The surprise reduction in actual Labour Force Population (which ought to have increased, other things being equal) was mainly attributed (by the NBS) to the culture of “Full housewives” in some states and negative attitude towards work by some in this segment of the population.

However, we are of the opinion that 10.17 million persons of active working age (assuming all are women) cannot have been absorbed into marriages in those ethnic groups that promote the culture of Full housewives within the space of three quarters (or 9months), neither can they all have a negative attitude towards work. Hence, we assume the NBS may have adopted a tacit assumption to arrive at this figure.

Secondly, we noticed a divergent movement in Full employment and Underemployment rates between Q3’2019 and Q2’2020. According to the NBS, Full employment defines a situation in which a person works on a sustainable basis for a minimum of 40 hours a week, while Underemployment defines a weekly working duration of between 20 and 39 hours on a sustainable basis. Given the data release, the number of persons in Full employment declined by 30.7% (or 15.72mn) between Q3’2019 and Q2’2020 to 35.58 million, while the number of Underemployed persons rose by 25.9% (4.72mn) to 22.94 million over the same period.

From one perspective, we suspect that the divergent trend (the marked decline in Full employment and the surge in Underemployment size) could be due to the downsizing of employees (most of whom could be full-time staff) by some businesses/companies badly affected by the pandemic as a result of which most of the affected persons settled for Underemployed jobs to keep their body, soul, and spirit intact.

From another perspective, the divergent trend could be partly attributed to the sudden shift of most business and learning activities to online medium (in other to comply with social distance directive), hence, making some jobs that previously required 40 hours or more (per week) to be completed to now require less.
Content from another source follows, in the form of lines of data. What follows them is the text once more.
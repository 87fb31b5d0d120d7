//! Command-line flags. One flat struct, mirroring the original flag table.

use std::path::PathBuf;

use clap::Parser;

#[derive(Parser, Debug)]
#[command(name = "declass-pipeline")]
#[command(about = "Staged concurrent PDF ingestion pipeline for declassified documents")]
#[command(version)]
pub struct Cli {
    /// Path to the YAML configuration file
    #[arg(long)]
    pub config: Option<PathBuf>,

    /// URL of a PDF to download (must be http(s), <= 369MB, application/pdf)
    #[arg(long)]
    pub download_pdf_url: Option<String>,

    /// Relative path to a PDF to process (< 369MB)
    #[arg(long)]
    pub import_pdf_path: Option<PathBuf>,

    /// Directory that will have all .pdf files imported recursively
    #[arg(long)]
    pub import_directory: Option<PathBuf>,

    /// Path to a CSV/PSV/TSV manifest of URLs and metadata
    #[arg(long)]
    pub import_csv: Option<PathBuf>,

    /// Column header correlating to a download URL (CSV)
    #[arg(long)]
    pub csv_column_url: Option<String>,
    /// Column header correlating to a local path (CSV)
    #[arg(long)]
    pub csv_column_path: Option<String>,
    /// Column header correlating to a record number (CSV)
    #[arg(long)]
    pub csv_column_record_number: Option<String>,
    /// Column header correlating to a title (CSV)
    #[arg(long)]
    pub csv_column_title: Option<String>,

    /// Path to an XLSX manifest of URLs and metadata (sheet 1)
    #[arg(long)]
    pub import_xlsx: Option<PathBuf>,

    /// Column header correlating to a download URL (XLSX)
    #[arg(long)]
    pub xlsx_column_url: Option<String>,
    /// Column header correlating to a local path (XLSX)
    #[arg(long)]
    pub xlsx_column_path: Option<String>,
    /// Column header correlating to a record number (XLSX)
    #[arg(long)]
    pub xlsx_column_record_number: Option<String>,
    /// Column header correlating to a title (XLSX)
    #[arg(long)]
    pub xlsx_column_title: Option<String>,

    /// Comma-separated header names to carry through as free-form metadata
    #[arg(long)]
    pub csv_metadata_columns: Option<String>,

    /// Disable ClamAV antivirus scanning of downloaded files
    #[arg(long)]
    pub no_clam: bool,

    /// Title of the document
    #[arg(long)]
    pub pdf_title: Option<String>,

    /// JSON object of free-form string->string metadata
    #[arg(long)]
    pub metadata_json: Option<String>,

    /// Output directory for the apario-reader-compatible database tree
    #[arg(long)]
    pub database_directory: Option<PathBuf>,

    /// Number of rows to concurrently process (also the per-stage channel depth)
    #[arg(long)]
    pub limit: Option<usize>,

    /// Memory allocation for CSV buffer in bytes
    #[arg(long)]
    pub buffer: Option<usize>,

    /// Semaphore limiter for `tesseract`
    #[arg(long)]
    pub tesseract: Option<usize>,
    /// Semaphore limiter for downloading PDFs
    #[arg(long)]
    pub download: Option<usize>,
    /// Semaphore limiter for `pdfcpu`
    #[arg(long)]
    pub pdfcpu: Option<usize>,
    /// Semaphore limiter for `gs`
    #[arg(long)]
    pub gs: Option<usize>,
    /// Semaphore limiter for `pdftotext`
    #[arg(long)]
    pub pdftotext: Option<usize>,
    /// Semaphore limiter for `convert`
    #[arg(long)]
    pub convert: Option<usize>,
    /// Semaphore limiter for `pdftoppm`
    #[arg(long)]
    pub pdftoppm: Option<usize>,
    /// Semaphore limiter for converting PNG to JPEG
    #[arg(long)]
    pub png2jpg: Option<usize>,
    /// Semaphore limiter for resizing images
    #[arg(long)]
    pub resize: Option<usize>,
    /// Semaphore limiter for file checksums
    #[arg(long)]
    pub shafile: Option<usize>,
    /// Semaphore limiter for watermarking
    #[arg(long)]
    pub watermark: Option<usize>,
    /// Semaphore limiter for dark-mode image conversion
    #[arg(long)]
    pub darkimage: Option<usize>,
    /// Semaphore limiter for writing file metadata
    #[arg(long)]
    pub filedata: Option<usize>,
    /// Semaphore limiter for string checksums
    #[arg(long)]
    pub shastring: Option<usize>,
    /// Semaphore limiter for writing JSON files
    #[arg(long)]
    pub wjsonfile: Option<usize>,

    /// JPEG quality percentage (1-100)
    #[arg(long)]
    pub jpeg_quality: Option<u8>,

    /// Encode JPEGs progressively
    #[arg(long)]
    pub progressive: Option<bool>,

    /// Directory to write debug/info/error log files to
    #[arg(long)]
    pub log: Option<PathBuf>,

    /// Enable verbose (debug-level) console logging
    #[arg(short, long)]
    pub verbose: bool,
}
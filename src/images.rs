//! PNG validation, color-model normalization, resize, dark-mode recolor and
//! watermark compositing.
//!
//! Grounded on `original_source/worker.go` (`convertAndOptimizePNG`,
//! `palettedToRGBA`, `rgba64ToRGBA`, `resizePng`, `ConvertToDarkMode`,
//! `overlayImages`, `colorDistance`) and spec §4.6. `validatePNGFile` itself
//! was not present in the retrieved source; the chunk-walk below is built
//! directly from the signature/IHDR/IDAT/IEND contract in spec §4.6/§8.

use std::path::Path;

use image::{DynamicImage, GenericImageView, Rgba, RgbaImage};

use crate::error::ImageError;

const PNG_SIGNATURE: [u8; 8] = [137, 80, 78, 71, 13, 10, 26, 10];

/// Navy background used by the pixel-level dark recolor routine.
const COLOR_BACKGROUND: Rgba<u8> = Rgba([40, 40, 86, 255]);
/// Sky-yellow text color used by the pixel-level dark recolor routine.
const COLOR_TEXT: Rgba<u8> = Rgba([250, 226, 203, 255]);

/// Walk a PNG's chunk structure without decoding pixel data, per spec §4.6.
pub fn validate_png(path: &Path, bytes: &[u8]) -> Result<(), ImageError> {
    if bytes.len() < 8 || bytes[0..8] != PNG_SIGNATURE {
        return Err(ImageError::BadSignature { path: path.to_path_buf() });
    }

    let mut offset = 8usize;
    let mut ihdr_count = 0u32;
    let mut has_idat = false;
    let mut has_iend = false;

    while offset + 8 <= bytes.len() {
        let length = u32::from_be_bytes(bytes[offset..offset + 4].try_into().unwrap());
        let chunk_type = &bytes[offset + 4..offset + 8];
        let data_end = offset + 8 + length as usize;
        let chunk_end = data_end + 4; // + CRC
        if chunk_end > bytes.len() {
            return Err(ImageError::TruncatedChunks { path: path.to_path_buf() });
        }

        match chunk_type {
            b"IHDR" => {
                ihdr_count += 1;
                if length != 13 {
                    return Err(ImageError::BadIhdrLength {
                        path: path.to_path_buf(),
                        length,
                    });
                }
            }
            b"IDAT" => has_idat = true,
            b"IEND" => {
                if length != 0 {
                    return Err(ImageError::BadIend { path: path.to_path_buf() });
                }
                has_iend = true;
            }
            _ => {}
        }

        offset = chunk_end;
        if has_iend {
            break;
        }
    }

    if ihdr_count == 0 {
        return Err(ImageError::MissingIhdr { path: path.to_path_buf() });
    }
    if ihdr_count > 1 {
        return Err(ImageError::MultipleIhdr { path: path.to_path_buf() });
    }
    if !has_idat {
        return Err(ImageError::MissingIdat { path: path.to_path_buf() });
    }
    if !has_iend {
        return Err(ImageError::BadIend { path: path.to_path_buf() });
    }

    Ok(())
}

/// Normalize a decoded image to 8-bit RGBA, regardless of the source's
/// color model (paletted, non-premultiplied, or 16-bit).
pub fn normalize_to_rgba8(img: DynamicImage) -> RgbaImage {
    img.to_rgba8()
}

/// Bilinear resize to `target_width`, deriving height from the aspect ratio.
pub fn resize_bilinear(img: &RgbaImage, target_width: u32) -> RgbaImage {
    let (width, height) = img.dimensions();
    let target_height = ((target_width as f64 / width as f64) * height as f64).round() as u32;
    image::imageops::resize(img, target_width, target_height.max(1), image::imageops::FilterType::Triangle)
}

/// Encode `img` as a JPEG at `quality` (1-100), progressive when `progressive`
/// is set (per the configurable `progressive_jpeg` setting).
pub fn encode_jpeg(img: &RgbaImage, quality: u8, progressive: bool) -> Result<Vec<u8>, ImageError> {
    let rgb: image::RgbImage = DynamicImage::ImageRgba8(img.clone()).to_rgb8();
    let mut buffer = Vec::new();
    let mut encoder = jpeg_encoder::Encoder::new(&mut buffer, quality);
    encoder.set_progressive(progressive);
    encoder
        .encode(&rgb, rgb.width() as u16, rgb.height() as u16, jpeg_encoder::ColorType::Rgb)
        .map_err(|e| ImageError::UnparseableEncode { reason: e.to_string() })?;
    Ok(buffer)
}

fn color_distance(a: Rgba<u8>, b: Rgba<u8>) -> i64 {
    let scale = |v: u8| -> i64 { v as i64 * 257 };
    let dr = scale(a[0]) - scale(b[0]);
    let dg = scale(a[1]) - scale(b[1]);
    let db = scale(a[2]) - scale(b[2]);
    dr * dr + dg * dg + db * db
}

/// Alternate pixel-level dark-mode recolor, retained as a library routine
/// per spec §4.6's "alternate algorithm" note.
pub fn recolor_dark_pixels(img: &RgbaImage) -> RgbaImage {
    const NEAR_BLACK: i64 = 0x050505 * 0x050505;
    const NEAR_WHITE: i64 = 0x0F0F0F * 0x0F0F0F;
    let black = Rgba([0, 0, 0, 255]);
    let white = Rgba([255, 255, 255, 255]);

    let mut out = RgbaImage::new(img.width(), img.height());
    for (x, y, pixel) in img.enumerate_pixels() {
        let recolored = if color_distance(*pixel, black) <= NEAR_BLACK {
            COLOR_TEXT
        } else if color_distance(*pixel, white) <= NEAR_WHITE {
            COLOR_BACKGROUND
        } else {
            *pixel
        };
        out.put_pixel(x, y, recolored);
    }
    out
}

/// Composite `overlay` over `base` (Src then Over), used for watermarking.
pub fn overlay(base: &RgbaImage, overlay_img: &RgbaImage) -> RgbaImage {
    let mut out = base.clone();
    for (x, y, pixel) in overlay_img.enumerate_pixels() {
        if x >= out.width() || y >= out.height() {
            continue;
        }
        let alpha = pixel[3] as f32 / 255.0;
        if alpha <= 0.0 {
            continue;
        }
        let existing = *out.get_pixel(x, y);
        let blend = |src: u8, dst: u8| -> u8 { (src as f32 * alpha + dst as f32 * (1.0 - alpha)).round() as u8 };
        out.put_pixel(
            x,
            y,
            Rgba([
                blend(pixel[0], existing[0]),
                blend(pixel[1], existing[1]),
                blend(pixel[2], existing[2]),
                255,
            ]),
        );
    }
    out
}

#[cfg(test)]
mod tests {
    use super::*;

    fn make_minimal_png_bytes(ihdr_count: u8, idat_count: u8, with_iend: bool, ihdr_length: u32) -> Vec<u8> {
        let mut bytes = PNG_SIGNATURE.to_vec();
        let push_chunk = |bytes: &mut Vec<u8>, typ: &[u8; 4], length: u32| {
            bytes.extend_from_slice(&length.to_be_bytes());
            bytes.extend_from_slice(typ);
            bytes.extend(std::iter::repeat(0u8).take(length as usize));
            bytes.extend_from_slice(&[0, 0, 0, 0]); // fake CRC
        };
        for _ in 0..ihdr_count {
            push_chunk(&mut bytes, b"IHDR", ihdr_length);
        }
        for _ in 0..idat_count {
            push_chunk(&mut bytes, b"IDAT", 4);
        }
        if with_iend {
            push_chunk(&mut bytes, b"IEND", 0);
        }
        bytes
    }

    #[test]
    fn rejects_bad_signature() {
        let bytes = vec![0u8; 16];
        let err = validate_png(Path::new("x.png"), &bytes).unwrap_err();
        assert!(matches!(err, ImageError::BadSignature { .. }));
    }

    #[test]
    fn rejects_missing_ihdr() {
        let bytes = make_minimal_png_bytes(0, 1, true, 13);
        let err = validate_png(Path::new("x.png"), &bytes).unwrap_err();
        assert!(matches!(err, ImageError::MissingIhdr { .. }));
    }

    #[test]
    fn rejects_multiple_ihdr() {
        let bytes = make_minimal_png_bytes(2, 1, true, 13);
        let err = validate_png(Path::new("x.png"), &bytes).unwrap_err();
        assert!(matches!(err, ImageError::MultipleIhdr { .. }));
    }

    #[test]
    fn rejects_wrong_ihdr_length() {
        let bytes = make_minimal_png_bytes(1, 1, true, 10);
        let err = validate_png(Path::new("x.png"), &bytes).unwrap_err();
        assert!(matches!(err, ImageError::BadIhdrLength { .. }));
    }

    #[test]
    fn rejects_missing_idat() {
        let bytes = make_minimal_png_bytes(1, 0, true, 13);
        let err = validate_png(Path::new("x.png"), &bytes).unwrap_err();
        assert!(matches!(err, ImageError::MissingIdat { .. }));
    }

    #[test]
    fn rejects_missing_iend() {
        let bytes = make_minimal_png_bytes(1, 1, false, 13);
        let err = validate_png(Path::new("x.png"), &bytes).unwrap_err();
        assert!(matches!(err, ImageError::BadIend { .. }));
    }

    #[test]
    fn accepts_well_formed_minimal_png() {
        let bytes = make_minimal_png_bytes(1, 1, true, 13);
        assert!(validate_png(Path::new("x.png"), &bytes).is_ok());
    }

    #[test]
    fn resize_preserves_aspect_ratio() {
        let img = RgbaImage::new(200, 100);
        let resized = resize_bilinear(&img, 100);
        assert_eq!(resized.width(), 100);
        assert_eq!(resized.height(), 50);
    }

    #[test]
    fn dark_recolor_maps_black_and_white_extremes() {
        let mut img = RgbaImage::new(2, 1);
        img.put_pixel(0, 0, Rgba([0, 0, 0, 255]));
        img.put_pixel(1, 0, Rgba([255, 255, 255, 255]));
        let recolored = recolor_dark_pixels(&img);
        assert_eq!(*recolored.get_pixel(0, 0), COLOR_TEXT);
        assert_eq!(*recolored.get_pixel(1, 0), COLOR_BACKGROUND);
    }

    #[test]
    fn dark_recolor_passes_through_midtones() {
        let mut img = RgbaImage::new(1, 1);
        img.put_pixel(0, 0, Rgba([128, 64, 200, 255]));
        let recolored = recolor_dark_pixels(&img);
        assert_eq!(*recolored.get_pixel(0, 0), Rgba([128, 64, 200, 255]));
    }
}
Thirdly, the total number of Unemployed persons (defined as working between 0 and 19 hours weekly) rose by 4% to 21.76 million from 20.92 million in Q3’2019. When disaggregated based on educational qualifications, holders of First degree/HND accounted for the largest portion – 14%, while the lowest portion – 5.9% are those in Vocational/Commercial education. This further highlights the need for the government to implement policies that will support SMEs, as the sector has strong potential to absorb the large unemployed population.

Lastly, in terms of Age-group, the age range of 15-24 years accounted for the highest proportion of Unemployment rate – 40.81%, while the age range of 45-54 years accounted for the least – 17.14%. This underscores the high rate of youth unemployment in the country; the bane for the rise in social vices.

Peer review of Misery Index.

Drawing from the most recent statistics from Nigeria and five other top economies in Africa –South Africa, Ghana, Algeria, Egypt, and Kenya, Nigeria’s Misery Index stood at 39.92% (based on the orthodox Author Okun’s Misery Index composition – Inflation plus Unemployment rate), high above the five other African peers. This implies that the Nigeran economy is less healthy compared to selected African peers, and an average Nigerian citizen has a relatively low living standard.

Using the John Hopkins modified Misery Index model which is obtained from the difference between the sum of unemployment, inflation, and lending rate and the real GDP growth rate (i.e. Un+In+Lr-GDP), Nigeria’s Misery Index still settled high above other peers, printing at 66.88% compared to the closest peer, Ghana with 47.80%.